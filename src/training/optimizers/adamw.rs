//! AdamW optimizer implementation
//!
//! Wraps `candle_nn::AdamW`, which implements decoupled weight decay.

use candle_core::backprop::GradStore;
use candle_core::Var;
use candle_nn::{Optimizer as _, ParamsAdamW};
use serde::{Deserialize, Serialize};

use super::{Optimizer, OptimizerFactory};
use crate::error::Result;

/// AdamW hyperparameters
#[derive(Debug, Clone, PartialEq, Serialize, Deserialize)]
#[serde(default)]
pub struct AdamW {
    /// Learning rate
    pub learning_rate: f64,
    /// Beta1 (first moment decay)
    pub beta1: f64,
    /// Beta2 (second moment decay)
    pub beta2: f64,
    /// Epsilon for numerical stability
    pub eps: f64,
    /// Decoupled weight decay
    pub weight_decay: f64,
}

impl Default for AdamW {
    fn default() -> Self {
        Self {
            learning_rate: 1e-3,
            beta1: 0.9,
            beta2: 0.999,
            eps: 1e-8,
            weight_decay: 0.01,
        }
    }
}

impl AdamW {
    /// Default hyperparameters with the given learning rate
    pub fn new(learning_rate: f64) -> Self {
        Self {
            learning_rate,
            ..Self::default()
        }
    }

    fn params(&self) -> ParamsAdamW {
        ParamsAdamW {
            lr: self.learning_rate,
            beta1: self.beta1,
            beta2: self.beta2,
            eps: self.eps,
            weight_decay: self.weight_decay,
        }
    }
}

impl OptimizerFactory for AdamW {
    fn bind(&self, vars: Vec<Var>) -> Result<Box<dyn Optimizer>> {
        let parameter_count = vars.len();
        let inner = candle_nn::AdamW::new(vars, self.params())?;
        Ok(Box::new(AdamWOptimizer {
            inner,
            parameter_count,
            step_count: 0,
        }))
    }
}

/// AdamW optimizer bound to a set of variables
pub struct AdamWOptimizer {
    inner: candle_nn::AdamW,
    parameter_count: usize,
    step_count: usize,
}

impl Optimizer for AdamWOptimizer {
    fn name(&self) -> &str {
        "adamw"
    }

    fn step(&mut self, gradients: &GradStore) -> Result<()> {
        self.inner.step(gradients)?;
        self.step_count += 1;
        Ok(())
    }

    fn learning_rate(&self) -> f64 {
        self.inner.learning_rate()
    }

    fn set_learning_rate(&mut self, lr: f64) {
        self.inner.set_learning_rate(lr);
    }

    fn parameter_count(&self) -> usize {
        self.parameter_count
    }

    fn step_count(&self) -> usize {
        self.step_count
    }
}
//! Model abstraction consumed by the trainer
//!
//! A [`Model`] only has to run a forward pass, switch between training and
//! evaluation behaviour, move itself to a device and expose its trainable
//! variables. [`ModuleModel`] adapts any `candle_nn::ModuleT` built from a
//! `VarMap`; [`FnModel`] wraps a parameter-free closure.

use candle_core::{DType, Device, Tensor, Var};
use candle_nn::{ModuleT, VarBuilder, VarMap};

use super::group::Group;
use crate::error::Result;

/// A trainable model
pub trait Model {
    /// Forward computation
    fn forward(&self, xs: &Tensor) -> Result<Tensor>;

    /// Switch between training (`true`) and evaluation (`false`) behaviour
    fn set_training(&mut self, training: bool);

    /// Current mode
    fn is_training(&self) -> bool;

    /// Move all parameters to `device`
    fn to_device(&mut self, device: &Device) -> Result<()>;

    /// Trainable variables
    fn vars(&self) -> Vec<Var>;
}

/// Models handed to a trainer
pub type ModelGroup = Group<Box<dyn Model>>;

impl Group<Box<dyn Model>> {
    /// Set training or evaluation mode on every model
    pub fn set_training(&mut self, training: bool) {
        for model in self.values_mut() {
            model.set_training(training);
        }
    }

    /// Whether every model is in training mode
    pub fn is_training(&self) -> bool {
        self.iter().all(|(_, model)| model.is_training())
    }

    /// Move every model to `device`
    pub fn to_device(&mut self, device: &Device) -> Result<()> {
        for model in self.values_mut() {
            model.to_device(device)?;
        }
        Ok(())
    }

    /// Variables of every model, in key order
    pub fn all_vars(&self) -> Vec<Var> {
        self.iter().flat_map(|(_, model)| model.vars()).collect()
    }
}

type BuildFn<M> = Box<dyn Fn(VarBuilder) -> candle_core::Result<M>>;

/// A candle module together with the `VarMap` holding its parameters
pub struct ModuleModel<M> {
    varmap: VarMap,
    dtype: DType,
    device: Device,
    build: BuildFn<M>,
    module: M,
    training: bool,
}

impl<M: ModuleT> ModuleModel<M> {
    /// Build a module on `device` with freshly initialized parameters.
    ///
    /// `build` is kept so the module can be rebuilt against moved parameters
    /// by [`Model::to_device`].
    pub fn new<F>(dtype: DType, device: &Device, build: F) -> Result<Self>
    where
        F: Fn(VarBuilder) -> candle_core::Result<M> + 'static,
    {
        let varmap = VarMap::new();
        let vb = VarBuilder::from_varmap(&varmap, dtype, device);
        let module = build(vb)?;
        Ok(Self {
            varmap,
            dtype,
            device: device.clone(),
            build: Box::new(build),
            module,
            training: true,
        })
    }

    /// The wrapped module
    pub fn module(&self) -> &M {
        &self.module
    }

    /// The parameter map
    pub fn varmap(&self) -> &VarMap {
        &self.varmap
    }

    /// Device the parameters currently live on
    pub fn device(&self) -> &Device {
        &self.device
    }
}

impl<M: ModuleT> Model for ModuleModel<M> {
    fn forward(&self, xs: &Tensor) -> Result<Tensor> {
        Ok(self.module.forward_t(xs, self.training)?)
    }

    fn set_training(&mut self, training: bool) {
        self.training = training;
    }

    fn is_training(&self) -> bool {
        self.training
    }

    fn to_device(&mut self, device: &Device) -> Result<()> {
        if self.device.same_device(device) {
            return Ok(());
        }

        let moved = VarMap::new();
        {
            let source = self
                .varmap
                .data()
                .lock()
                .map_err(|err| anyhow::anyhow!("parameter map poisoned: {err}"))?;
            let mut target = moved
                .data()
                .lock()
                .map_err(|err| anyhow::anyhow!("parameter map poisoned: {err}"))?;
            for (name, var) in source.iter() {
                let tensor = var.as_tensor().to_device(device)?;
                target.insert(name.clone(), Var::from_tensor(&tensor)?);
            }
        }

        let vb = VarBuilder::from_varmap(&moved, self.dtype, device);
        self.module = (self.build)(vb)?;
        self.varmap = moved;
        self.device = device.clone();
        Ok(())
    }

    fn vars(&self) -> Vec<Var> {
        self.varmap.all_vars()
    }
}

/// A parameter-free model defined by a closure
pub struct FnModel<F> {
    forward: F,
    training: bool,
}

impl<F> FnModel<F>
where
    F: Fn(&Tensor) -> candle_core::Result<Tensor>,
{
    /// Wrap a forward closure
    pub fn new(forward: F) -> Self {
        Self {
            forward,
            training: true,
        }
    }
}

/// The identity model
pub fn identity() -> FnModel<fn(&Tensor) -> candle_core::Result<Tensor>> {
    fn pass_through(xs: &Tensor) -> candle_core::Result<Tensor> {
        Ok(xs.clone())
    }
    FnModel::new(pass_through as fn(&Tensor) -> candle_core::Result<Tensor>)
}

impl<F> Model for FnModel<F>
where
    F: Fn(&Tensor) -> candle_core::Result<Tensor>,
{
    fn forward(&self, xs: &Tensor) -> Result<Tensor> {
        Ok((self.forward)(xs)?)
    }

    fn set_training(&mut self, training: bool) {
        self.training = training;
    }

    fn is_training(&self) -> bool {
        self.training
    }

    fn to_device(&mut self, _device: &Device) -> Result<()> {
        Ok(())
    }

    fn vars(&self) -> Vec<Var> {
        Vec::new()
    }
}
------
▸ Work order: Your answer must be a single number: the count of lines in the records that include "usize".

▸ Result: 4